6Or, il nous semble que c’est sous la dépendance de la seule logique du « capital-travail » et de sa technicisation que se trouve formulé l’ensemble des questions sociopolitiques à propos du travail. Bien sûr, s’affranchir d’un tel carcan ne consiste pas à prendre le « point de vue » du « travail-vivant » comme s’il était isolable et offrait immédiatement une position extérieure au capitalisme. L’extériorité ne peut se penser qu’au cœur même d’une tension politique immanente au capitalisme. Si, dans le capitalisme, le « travail » est inévitablement « intégré », les luttes sociales ont produit des formes de déprise partielle (les « acquis sociaux ») au sein desquelles le « travail-vivant » a pu faire reconnaître son mode spécifique et conforter cet écart. C’est en ce sens que les conquêtes du monde du travail sont toujours politiques. Du point de vue du rapport du capital et du travail, il ne peut y avoir d’acquis sociaux irréversibles, irrévocables, mais uniquement des conjonctures changeantes sous lesquelles le « travail-vivant » parvient à s’arracher un peu, un peu plus, un peu moins, à la logique de sa réduction fonctionnelle. Le rapport du capital et du travail est un rapport antagonique et asymétrique. Il n’y a pas lieu de s’en accommoder – d’une manière plus (social-démocratie) ou moins (social-libéralisme) satisfaisante pour le camp salarial. Il n’y a aucune réconciliation à en attendre ; et encore moins aucune fin de l’histoire à espérer à partir de lui [Fukuyama, 1993] ! Il reste qu’en son sein même, par la publicisation et l’institutionnalisation de sa dimension politique intrinsèque [Friot, 1998], et non par le refoulement ou la technicisation de celle-ci, des marges peuvent être déplacées.

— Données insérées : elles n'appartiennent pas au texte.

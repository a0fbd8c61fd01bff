//! Encoding and decoding helpers between domain types and the plain values
//! stored in SQLite columns.
//!
//! Timestamps are stored as RFC 3339 strings. Role and subject sets live in
//! link tables and are read back as sorted id lists.

use chrono::{DateTime, Utc};
use univera_core::{
  org::{Course, Department, Subject},
  person::{FacultyRecord, LocalUser},
  role::{Capacity, RoleId},
};

use crate::{Error, Result};

// ─── DateTime<Utc> ───────────────────────────────────────────────────────────

pub fn encode_dt(dt: DateTime<Utc>) -> String { dt.to_rfc3339() }

pub fn decode_dt(s: &str) -> Result<DateTime<Utc>> {
  DateTime::parse_from_rfc3339(s)
    .map(|dt| dt.with_timezone(&Utc))
    .map_err(|e| Error::DateParse(e.to_string()))
}

// ─── Capacity ────────────────────────────────────────────────────────────────

/// The `(table, column)` holding `capacity`.
pub fn capacity_column(capacity: Capacity) -> (&'static str, &'static str) {
  match capacity {
    Capacity::Principal => ("departments", "principal_id"),
    Capacity::Dean => ("departments", "dean_id"),
    Capacity::Admin => ("departments", "admin_id"),
    Capacity::HeadOfDepartment => ("courses", "hod_id"),
  }
}

// ─── Row types ───────────────────────────────────────────────────────────────

/// A `users` row plus its `user_roles` links.
pub struct RawUser {
  pub id:            String,
  pub name:          String,
  pub email:         String,
  pub phone:         String,
  pub department_id: Option<i64>,
  pub created_at:    String,
  pub role_ids:      Vec<i64>,
}

impl RawUser {
  pub fn into_user(self) -> Result<LocalUser> {
    Ok(LocalUser {
      id:            self.id,
      name:          self.name,
      email:         self.email,
      phone:         self.phone,
      department_id: self.department_id,
      role_ids:      self.role_ids.into_iter().map(RoleId).collect(),
      created_at:    decode_dt(&self.created_at)?,
    })
  }
}

/// A `faculty` row plus its `faculty_subjects` links.
pub struct RawFaculty {
  pub id:            String,
  pub course_id:     i64,
  pub department_id: i64,
  pub position:      String,
  pub university_id: i64,
  pub created_at:    String,
  pub subject_ids:   Vec<i64>,
}

impl RawFaculty {
  pub fn into_faculty(self) -> Result<FacultyRecord> {
    Ok(FacultyRecord {
      id:            self.id,
      course_id:     self.course_id,
      department_id: self.department_id,
      position:      self.position,
      university_id: self.university_id,
      subject_ids:   self.subject_ids.into_iter().collect(),
      created_at:    decode_dt(&self.created_at)?,
    })
  }
}

// ─── Row mappers ─────────────────────────────────────────────────────────────

pub const DEPARTMENT_COLUMNS: &str = "id, name, principal_id, dean_id, admin_id";

pub fn department_from_row(row: &rusqlite::Row<'_>) -> rusqlite::Result<Department> {
  Ok(Department {
    id:           row.get(0)?,
    name:         row.get(1)?,
    principal_id: row.get(2)?,
    dean_id:      row.get(3)?,
    admin_id:     row.get(4)?,
  })
}

pub const COURSE_COLUMNS: &str = "id, name, department_id, hod_id";

pub fn course_from_row(row: &rusqlite::Row<'_>) -> rusqlite::Result<Course> {
  Ok(Course {
    id:            row.get(0)?,
    name:          row.get(1)?,
    department_id: row.get(2)?,
    hod_id:        row.get(3)?,
  })
}

pub const SUBJECT_COLUMNS: &str = "id, name, course_id";

pub fn subject_from_row(row: &rusqlite::Row<'_>) -> rusqlite::Result<Subject> {
  Ok(Subject {
    id:        row.get(0)?,
    name:      row.get(1)?,
    course_id: row.get(2)?,
  })
}
//! Caller identification.
//!
//! Sessions are verified before a request reaches this crate. The verifying
//! layer stores a [`Principal`] in the request extensions; [`Caller`] reads it
//! back in handlers. [`inject_principal`] is such a layer for deployments
//! behind a gateway that forwards the verified claims as headers.

use std::{convert::Infallible, sync::Arc};

use axum::{
  extract::{FromRequestParts, Request, State},
  http::{HeaderName, request::Parts},
  middleware::Next,
  response::Response,
};
use univera_core::{Principal, role::AccountRole};

use crate::error::ApiError;

/// The principal of the current request. Absent extensions yield an
/// anonymous principal, which every guarded route rejects.
#[derive(Debug, Clone)]
pub struct Caller(pub Principal);

impl Caller {
  /// Fail with 401 unless the caller holds one of `allowed`.
  pub fn require(&self, allowed: &[AccountRole]) -> Result<(), ApiError> {
    if self.0.has_any_role(allowed) {
      Ok(())
    } else {
      Err(ApiError::Unauthorized)
    }
  }

  /// Fail with 401 for anonymous callers.
  pub fn require_known(&self) -> Result<(), ApiError> {
    if self.0.subject.is_some() || self.0.role.is_some() {
      Ok(())
    } else {
      Err(ApiError::Unauthorized)
    }
  }
}

impl<S: Send + Sync> FromRequestParts<S> for Caller {
  type Rejection = Infallible;

  async fn from_request_parts(parts: &mut Parts, _state: &S) -> Result<Self, Self::Rejection> {
    Ok(Caller(parts.extensions.get::<Principal>().cloned().unwrap_or_default()))
  }
}

// ─── Trusted headers ─────────────────────────────────────────────────────────

/// Names of the headers a trusted gateway sets after verifying the session.
#[derive(Debug, Clone)]
pub struct PrincipalHeaders {
  pub role:    HeaderName,
  pub subject: HeaderName,
}

impl Default for PrincipalHeaders {
  fn default() -> Self {
    Self {
      role:    HeaderName::from_static("x-session-role"),
      subject: HeaderName::from_static("x-session-subject"),
    }
  }
}

/// Middleware: build a [`Principal`] from the configured headers.
///
/// Only mount this behind a gateway that strips these headers from client
/// traffic.
pub async fn inject_principal(
  State(headers): State<Arc<PrincipalHeaders>>,
  mut req: Request,
  next: Next,
) -> Response {
  // The header borrow must end before `next.run` so the future stays `Send`.
  let (subject, role) = {
    let read = |name: &HeaderName| {
      req
        .headers()
        .get(name)
        .and_then(|v| v.to_str().ok())
        .map(str::trim)
        .filter(|v| !v.is_empty())
        .map(str::to_owned)
    };
    (read(&headers.subject), read(&headers.role))
  };

  let principal = Principal::from_claim(subject, role.as_deref());
  tracing::debug!(subject = ?principal.subject, role = ?principal.role, "principal");
  req.extensions_mut().insert(principal);
  next.run(req).await
}
//! Core types and trait definitions for Univera role provisioning.
//!
//! This crate is deliberately free of HTTP and database dependencies. The
//! identity system and the relational store are reached only through the
//! [`identity::IdentityProvider`] and [`directory::Directory`] traits.

// We intentionally use native `async fn` in traits (stabilised in Rust 1.75).
// Suppress the advisory lint about `Send` bounds on the returned futures.
#![allow(async_fn_in_trait)]

pub mod directory;
pub mod error;
pub mod identity;
pub mod org;
pub mod person;
pub mod principal;
pub mod provision;
pub mod role;

pub use error::{AssignmentError, BoxError, ProvisionError, Result};
pub use principal::Principal;
pub use provision::{Provisioned, Provisioner};
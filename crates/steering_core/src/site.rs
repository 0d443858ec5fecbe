/// Fixed conventions of the GitBook site the docs are pulled from.
#[derive(Debug, Clone, Copy, PartialEq, Eq)]
pub struct SiteLayout {
    pub base_url: &'static str,
    pub index_url: &'static str,
    pub docs_prefix: &'static str,
}

impl SiteLayout {
    pub const GITBOOK: SiteLayout = SiteLayout {
        base_url: "https://fewangsit.gitbook.io",
        index_url: "https://fewangsit.gitbook.io/vue/llms.txt",
        docs_prefix: "/vue/docs/",
    };
}
use crate::site::SiteLayout;

/// Maps a remote document path to a path relative to the output directory.
///
/// Paths outside the docs root pass through unchanged.
pub fn local_relative_path(remote_path: &str) -> &str {
    remote_path
        .strip_prefix(SiteLayout::GITBOOK.docs_prefix)
        .unwrap_or(remote_path)
}
use std::borrow::Cow;
use std::sync::LazyLock;

use regex::{Captures, Regex};

use crate::profile::EditorProfile;

const GUIDE_ROOT: &str = "style-guide/";

/// Leading `---` block, matched up to the first closing `---` line.
static FRONTMATTER_RE: LazyLock<Regex> =
    LazyLock::new(|| Regex::new(r"(?s)\A---.*?---\n").expect("frontmatter regex"));

/// `[text](/vue/docs/...)`
static SITE_ROOT_LINK_RE: LazyLock<Regex> = LazyLock::new(|| {
    Regex::new(r"\[([^\]]+)\]\(/vue/docs/([^)]+)\)").expect("site root link regex")
});

/// `[text](https://fewangsit.gitbook.io/vue/docs/...)`
static ABSOLUTE_LINK_RE: LazyLock<Regex> = LazyLock::new(|| {
    Regex::new(r"\[([^\]]+)\]\(https://fewangsit\.gitbook\.io/vue/docs/([^)]+)\)")
        .expect("absolute link regex")
});

/// Builds the `---` delimited header from the profile fields.
pub fn render_frontmatter(profile: &EditorProfile) -> String {
    let mut header = String::from("---\n");
    for (key, value) in profile.fields() {
        header.push_str(key);
        header.push_str(": ");
        header.push_str(value);
        header.push('\n');
    }
    header.push_str("---\n");
    header
}

/// Removes a leading frontmatter block, if any.
pub fn strip_frontmatter(content: &str) -> &str {
    match FRONTMATTER_RE.find(content) {
        Some(found) => &content[found.end()..],
        None => content,
    }
}

/// Rewrites links into the docs tree so they resolve inside the output directory.
///
/// Only `style-guide/` targets become `./`-relative; other guide trees keep
/// their first segment.
pub fn relativize_links(content: &str) -> String {
    let content = SITE_ROOT_LINK_RE.replace_all(content, |caps: &Captures| {
        format!("[{}]({})", &caps[1], under_guide_root(&caps[2]))
    });
    let content = ABSOLUTE_LINK_RE.replace_all(&content, |caps: &Captures| {
        let mut target = caps[2].to_string();
        if !target.ends_with(".md") {
            target.push_str(".md");
        }
        format!("[{}]({})", &caps[1], under_guide_root(&target))
    });
    content.into_owned()
}

/// Replaces the document's frontmatter with the profile header and relativizes links.
///
/// The title is carried alongside the content but not checked against it.
pub fn apply_frontmatter(content: &str, _title: &str, profile: &EditorProfile) -> String {
    let body = relativize_links(strip_frontmatter(content));
    let mut document = render_frontmatter(profile);
    document.push_str(&body);
    document
}

fn under_guide_root(path: &str) -> Cow<'_, str> {
    match path.strip_prefix(GUIDE_ROOT) {
        Some(rest) => Cow::Owned(format!("./{rest}")),
        None => Cow::Borrowed(path),
    }
}
use std::path::{Path, PathBuf};

use steering_core::{
    apply_frontmatter, extract_doc_links, local_relative_path, DocLink, EditorProfile, SiteLayout,
};
use steering_logging::{steer_error, steer_info};

use crate::fetch::Fetcher;
use crate::persist::AtomicFileWriter;
use crate::{LinkError, LinkFailure, SyncError, SyncReport};

/// Where to read the index from and where to write documents.
#[derive(Debug, Clone, PartialEq, Eq)]
pub struct SyncConfig {
    pub base_url: String,
    pub index_url: String,
    /// Profile output directories are resolved against this root.
    pub output_root: PathBuf,
}

impl SyncConfig {
    pub fn new(site: SiteLayout, output_root: impl Into<PathBuf>) -> Self {
        Self {
            base_url: site.base_url.to_string(),
            index_url: site.index_url.to_string(),
            output_root: output_root.into(),
        }
    }

    pub fn document_url(&self, path: &str) -> String {
        format!("{}{}", self.base_url, path)
    }
}

#[derive(Debug, Clone, PartialEq, Eq)]
pub enum SyncEvent {
    IndexFetching { url: String },
    IndexFetched { link_count: usize, output_dir: PathBuf },
    LinkStarted { title: String, path: String },
    /// `location` is relative to the output root.
    LinkSaved { title: String, location: PathBuf },
    LinkFailed { title: String, message: String },
    Finished,
}

pub trait ProgressSink: Send + Sync {
    fn emit(&self, event: SyncEvent);
}

/// Reports progress on the terminal through the global logger.
#[derive(Debug, Default, Clone, Copy)]
pub struct LogProgressSink;

impl ProgressSink for LogProgressSink {
    fn emit(&self, event: SyncEvent) {
        match event {
            SyncEvent::IndexFetching { url } => {
                steer_info!("Fetching documentation index from {}...", url);
            }
            SyncEvent::IndexFetched {
                link_count,
                output_dir,
            } => {
                steer_info!("Found {} documentation pages to fetch", link_count);
                steer_info!("Output directory: {}", output_dir.display());
            }
            SyncEvent::LinkStarted { title, path } => {
                steer_info!("Fetching: {} from {}", title, path);
            }
            SyncEvent::LinkSaved { location, .. } => {
                steer_info!("Saved: {}", location.display());
            }
            SyncEvent::LinkFailed { title, message } => {
                steer_error!("Failed to fetch {}: {}", title, message);
            }
            SyncEvent::Finished => steer_info!("Documentation fetch completed!"),
        }
    }
}

/// Fetch the index and every guide it links, writing each under the profile's directory.
///
/// Only a failed index fetch is an error; documents that fail are reported
/// through `sink` and listed in the returned report.
pub async fn run_sync(
    fetcher: &dyn Fetcher,
    config: &SyncConfig,
    profile: &EditorProfile,
    sink: &dyn ProgressSink,
) -> Result<SyncReport, SyncError> {
    sink.emit(SyncEvent::IndexFetching {
        url: config.index_url.clone(),
    });
    let index = fetcher
        .fetch_text(&config.index_url)
        .await
        .map_err(SyncError::IndexFetch)?;

    let links = extract_doc_links(&index);
    sink.emit(SyncEvent::IndexFetched {
        link_count: links.len(),
        output_dir: profile.output_dir().to_path_buf(),
    });

    let writer = AtomicFileWriter::new(config.output_root.join(profile.output_dir()));
    let mut report = SyncReport::default();

    for link in &links {
        sink.emit(SyncEvent::LinkStarted {
            title: link.title.clone(),
            path: link.path.clone(),
        });
        match sync_link(fetcher, config, profile, &writer, link).await {
            Ok(saved) => {
                sink.emit(SyncEvent::LinkSaved {
                    title: link.title.clone(),
                    location: relative_location(profile.output_dir(), &link.path),
                });
                report.saved.push(saved);
            }
            Err(err) => {
                let message = err.to_string();
                sink.emit(SyncEvent::LinkFailed {
                    title: link.title.clone(),
                    message: message.clone(),
                });
                report.failed.push(LinkFailure {
                    title: link.title.clone(),
                    message,
                });
            }
        }
    }

    sink.emit(SyncEvent::Finished);
    Ok(report)
}

async fn sync_link(
    fetcher: &dyn Fetcher,
    config: &SyncConfig,
    profile: &EditorProfile,
    writer: &AtomicFileWriter,
    link: &DocLink,
) -> Result<PathBuf, LinkError> {
    let content = fetcher.fetch_text(&config.document_url(&link.path)).await?;
    let local = local_relative_path(&link.path);
    let document = apply_frontmatter(&content, &link.title, profile);
    Ok(writer.write(local, &document)?)
}

fn relative_location(output_dir: &Path, remote_path: &str) -> PathBuf {
    output_dir.join(local_relative_path(remote_path).trim_start_matches('/'))
}
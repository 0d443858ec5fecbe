//! Steering core: editor profiles and the pure text transforms of the docs pipeline.
mod frontmatter;
mod links;
mod paths;
mod profile;
mod site;

pub use frontmatter::{apply_frontmatter, relativize_links, render_frontmatter, strip_frontmatter};
pub use links::{extract_doc_links, DocLink};
pub use paths::local_relative_path;
pub use profile::{EditorKind, EditorProfile, ProfileRegistry};
pub use site::SiteLayout;
use std::fs;
use std::path::Path;
use std::sync::Mutex;

use pretty_assertions::assert_eq;
use steering_core::{EditorKind, ProfileRegistry};
use steering_engine::{
    run_sync, ProgressSink, ReqwestFetcher, SyncConfig, SyncError, SyncEvent,
};
use tempfile::TempDir;
use wiremock::matchers::{method, path};
use wiremock::{Mock, MockServer, ResponseTemplate};

const INDEX: &str = "\
# Vue Docs

## Style guide
- [Naming](/vue/docs/style-guide/naming.md)
- [API services](/vue/docs/style-guide/api-services/creating-api-services.md)
- [Changelog](/vue/docs/changelog.md)
## Testing
- [Unit tests](/vue/docs/testing-guide/unit-tests.md)
";

#[derive(Default)]
struct TestSink {
    events: Mutex<Vec<SyncEvent>>,
}

impl TestSink {
    fn take(&self) -> Vec<SyncEvent> {
        self.events.lock().unwrap().drain(..).collect()
    }
}

impl ProgressSink for TestSink {
    fn emit(&self, event: SyncEvent) {
        self.events.lock().unwrap().push(event);
    }
}

fn config_for(server: &MockServer, root: &Path) -> SyncConfig {
    SyncConfig {
        base_url: server.uri(),
        index_url: format!("{}/vue/llms.txt", server.uri()),
        output_root: root.to_path_buf(),
    }
}

async fn serve(server: &MockServer, route: &str, body: &str) {
    Mock::given(method("GET"))
        .and(path(route))
        .respond_with(ResponseTemplate::new(200).set_body_raw(body, "text/markdown"))
        .mount(server)
        .await;
}

#[tokio::test]
async fn failed_document_does_not_abort_the_run() {
    steering_logging::initialize_for_tests();
    let server = MockServer::start().await;
    serve(&server, "/vue/llms.txt", INDEX).await;
    serve(
        &server,
        "/vue/docs/style-guide/naming.md",
        "---\ndescription: naming\n---\n# Naming\nSee [services](/vue/docs/style-guide/api-services/creating-api-services.md).\n",
    )
    .await;
    serve(&server, "/vue/docs/testing-guide/unit-tests.md", "# Unit tests\n").await;
    Mock::given(method("GET"))
        .and(path("/vue/docs/style-guide/api-services/creating-api-services.md"))
        .respond_with(ResponseTemplate::new(500))
        .mount(&server)
        .await;

    let temp = TempDir::new().unwrap();
    let registry = ProfileRegistry::builtin();
    let profile = registry.get(EditorKind::Kiro);
    let sink = TestSink::default();

    let report = run_sync(
        &ReqwestFetcher::default(),
        &config_for(&server, temp.path()),
        profile,
        &sink,
    )
    .await
    .expect("run succeeds");

    let out = temp.path().join(".kiro/steering");
    assert_eq!(
        report.saved,
        vec![
            out.join("style-guide/naming.md"),
            out.join("testing-guide/unit-tests.md"),
        ]
    );
    assert_eq!(report.failed.len(), 1);
    assert_eq!(report.failed[0].title, "API services");
    assert!(report.failed[0].message.contains("500"));

    assert_eq!(
        fs::read_to_string(out.join("style-guide/naming.md")).unwrap(),
        "---\ninclusion: always\n---\n# Naming\nSee [services](./api-services/creating-api-services.md).\n"
    );
    assert!(!out.join("style-guide/api-services").exists());
    assert!(!out.join("changelog.md").exists());

    let events = sink.take();
    assert!(events.contains(&SyncEvent::IndexFetched {
        link_count: 3,
        output_dir: ".kiro/steering".into(),
    }));
    let failures: Vec<_> = events
        .iter()
        .filter(|event| matches!(event, SyncEvent::LinkFailed { .. }))
        .collect();
    assert_eq!(failures.len(), 1);
    assert_eq!(events.last(), Some(&SyncEvent::Finished));
}

#[tokio::test]
async fn links_are_processed_in_index_order() {
    let server = MockServer::start().await;
    serve(&server, "/vue/llms.txt", INDEX).await;

    let temp = TempDir::new().unwrap();
    let registry = ProfileRegistry::builtin();
    let sink = TestSink::default();

    let report = run_sync(
        &ReqwestFetcher::default(),
        &config_for(&server, temp.path()),
        registry.default_profile(),
        &sink,
    )
    .await
    .unwrap();
    assert!(report.saved.is_empty());

    let started: Vec<_> = sink
        .take()
        .into_iter()
        .filter_map(|event| match event {
            SyncEvent::LinkStarted { title, .. } => Some(title),
            _ => None,
        })
        .collect();
    assert_eq!(started, vec!["Naming", "API services", "Unit tests"]);
}

#[tokio::test]
async fn index_failure_is_fatal() {
    let server = MockServer::start().await;
    let temp = TempDir::new().unwrap();
    let registry = ProfileRegistry::builtin();

    let err = run_sync(
        &ReqwestFetcher::default(),
        &config_for(&server, temp.path()),
        registry.default_profile(),
        &TestSink::default(),
    )
    .await
    .unwrap_err();

    let SyncError::IndexFetch(fetch) = err;
    assert_eq!(fetch.message, "Not Found");
    assert!(!temp.path().join("docs").exists());
}

#[tokio::test]
async fn empty_index_writes_nothing() {
    let server = MockServer::start().await;
    serve(&server, "/vue/llms.txt", "# Vue Docs\n\nNothing here yet.\n").await;
    let temp = TempDir::new().unwrap();
    let registry = ProfileRegistry::builtin();

    let report = run_sync(
        &ReqwestFetcher::default(),
        &config_for(&server, temp.path()),
        registry.default_profile(),
        &TestSink::default(),
    )
    .await
    .unwrap();

    assert!(report.saved.is_empty());
    assert!(report.failed.is_empty());
    assert!(!temp.path().join("docs").exists());
}

#[tokio::test]
async fn unknown_editor_writes_default_profile_output() {
    let server = MockServer::start().await;
    serve(
        &server,
        "/vue/llms.txt",
        "- [Naming](/vue/docs/style-guide/naming.md)\n",
    )
    .await;
    serve(&server, "/vue/docs/style-guide/naming.md", "# Naming\n").await;
    let temp = TempDir::new().unwrap();
    let registry = ProfileRegistry::builtin();

    run_sync(
        &ReqwestFetcher::default(),
        &config_for(&server, temp.path()),
        registry.resolve("foo"),
        &TestSink::default(),
    )
    .await
    .unwrap();

    assert_eq!(
        fs::read_to_string(temp.path().join("docs/style-guide/naming.md")).unwrap(),
        "---\ninclusion: always\n---\n# Naming\n"
    );
}

#[tokio::test]
async fn rerun_overwrites_previous_output() {
    let server = MockServer::start().await;
    serve(
        &server,
        "/vue/llms.txt",
        "- [Rules](/vue/docs/style-guide/rules.md)\n",
    )
    .await;
    serve(&server, "/vue/docs/style-guide/rules.md", "# Rules v2\n").await;
    let temp = TempDir::new().unwrap();
    let target = temp.path().join(".windsurf/rules/style-guide/rules.md");
    fs::create_dir_all(target.parent().unwrap()).unwrap();
    fs::write(&target, "stale").unwrap();

    let registry = ProfileRegistry::builtin();
    let report = run_sync(
        &ReqwestFetcher::default(),
        &config_for(&server, temp.path()),
        registry.get(EditorKind::Windsurf),
        &TestSink::default(),
    )
    .await
    .unwrap();

    assert_eq!(report.saved, vec![target.clone()]);
    assert_eq!(
        fs::read_to_string(&target).unwrap(),
        "---\ntrigger: always-on\n---\n# Rules v2\n"
    );
}

#[tokio::test]
async fn escaping_path_is_a_per_link_failure() {
    let server = MockServer::start().await;
    serve(
        &server,
        "/vue/llms.txt",
        "- [Sneaky](/vue/docs/../style-guide/x.md)\n- [Fine](/vue/docs/style-guide/y.md)\n",
    )
    .await;
    serve(&server, "/vue/docs/style-guide/y.md", "ok\n").await;
    serve(&server, "/vue/style-guide/x.md", "nope\n").await;
    let temp = TempDir::new().unwrap();
    let registry = ProfileRegistry::builtin();

    let report = run_sync(
        &ReqwestFetcher::default(),
        &config_for(&server, temp.path()),
        registry.default_profile(),
        &TestSink::default(),
    )
    .await
    .unwrap();

    assert_eq!(report.saved, vec![temp.path().join("docs/style-guide/y.md")]);
    assert_eq!(report.failed.len(), 1);
    assert_eq!(report.failed[0].title, "Sneaky");
}
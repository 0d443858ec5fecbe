mod cli;
mod logging;

use std::path::PathBuf;
use std::process::ExitCode;

use anyhow::Context;
use clap::Parser;
use steering_core::{EditorKind, ProfileRegistry, SiteLayout};
use steering_engine::{run_sync, FetchSettings, LogProgressSink, ReqwestFetcher, SyncConfig};
use steering_logging::{steer_error, steer_info, steer_warn};

use crate::cli::Cli;

#[tokio::main(flavor = "current_thread")]
async fn main() -> ExitCode {
    let cli = Cli::parse();
    logging::initialize();

    match run(cli).await {
        Ok(()) => ExitCode::SUCCESS,
        Err(err) => {
            steer_error!("Error: {:#}", err);
            ExitCode::FAILURE
        }
    }
}

async fn run(cli: Cli) -> anyhow::Result<()> {
    let registry = ProfileRegistry::builtin();
    if EditorKind::from_key(&cli.editor).is_none() {
        steer_warn!(
            "Unknown editor '{}', falling back to the default profile",
            cli.editor
        );
    }
    let profile = registry.resolve(&cli.editor);
    steer_info!("Using agentic editor: {}", cli.editor);

    let output_root = output_root()?;
    let config = SyncConfig::new(SiteLayout::GITBOOK, output_root);
    let fetcher = ReqwestFetcher::new(FetchSettings::default());

    run_sync(&fetcher, &config, profile, &LogProgressSink).await?;
    Ok(())
}

/// Directory holding the `fetch-docs` executable; profile directories live below it.
fn output_root() -> anyhow::Result<PathBuf> {
    let exe = std::env::current_exe().context("cannot locate the fetch-docs executable")?;
    let dir = exe
        .parent()
        .with_context(|| format!("executable path {} has no parent directory", exe.display()))?;
    Ok(dir.to_path_buf())
}
#![deny(missing_docs)]
//! Shared logging utilities for the steering workspace.
//!
//! This crate provides the `steer_*` logging macros used by the library crates
//! and a minimal test initializer for the global logger. The binary installs
//! the real terminal logger itself.

#[doc(hidden)]
pub use log as __log;

/// Logs a debug-level message using the global logging facade.
#[macro_export]
macro_rules! steer_debug {
    ($($arg:tt)*) => {{
        $crate::__log::debug!($($arg)*);
    }};
}

/// Logs an info-level message using the global logging facade.
#[macro_export]
macro_rules! steer_info {
    ($($arg:tt)*) => {{
        $crate::__log::info!($($arg)*);
    }};
}

/// Logs a warn-level message using the global logging facade.
#[macro_export]
macro_rules! steer_warn {
    ($($arg:tt)*) => {{
        $crate::__log::warn!($($arg)*);
    }};
}

/// Logs an error-level message using the global logging facade.
#[macro_export]
macro_rules! steer_error {
    ($($arg:tt)*) => {{
        $crate::__log::error!($($arg)*);
    }};
}

/// Initializes a terminal logger for use in tests.
///
/// This safely no-ops if another logger has already been initialized, so every
/// test may call it.
pub fn initialize_for_tests() {
    use simplelog::{ColorChoice, Config, TermLogger, TerminalMode};

    let level = if cfg!(debug_assertions) {
        log::LevelFilter::Debug
    } else {
        log::LevelFilter::Info
    };

    let _ = TermLogger::init(level, Config::default(), TerminalMode::Mixed, ColorChoice::Never);
}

La « crise » qui affecte actuellement le capitalisme financiarisé devrait être l’occasion de faire apparaître en toute clarté cette immanence du conflit, ontologiquement constitutif de toute forme de capitalisme, et qui désigne donc celui-ci comme éminemment politique. De cette immanence repérée par Marx, il n’est pas sûr que la théorie ait pris toute la mesure. Il semble, tout au contraire, que les analyses inspirées par cette « crise » se situent largement en deçà de Marx et ne sont finalement que des avatars plus ou moins raffinés du naturalisme économique.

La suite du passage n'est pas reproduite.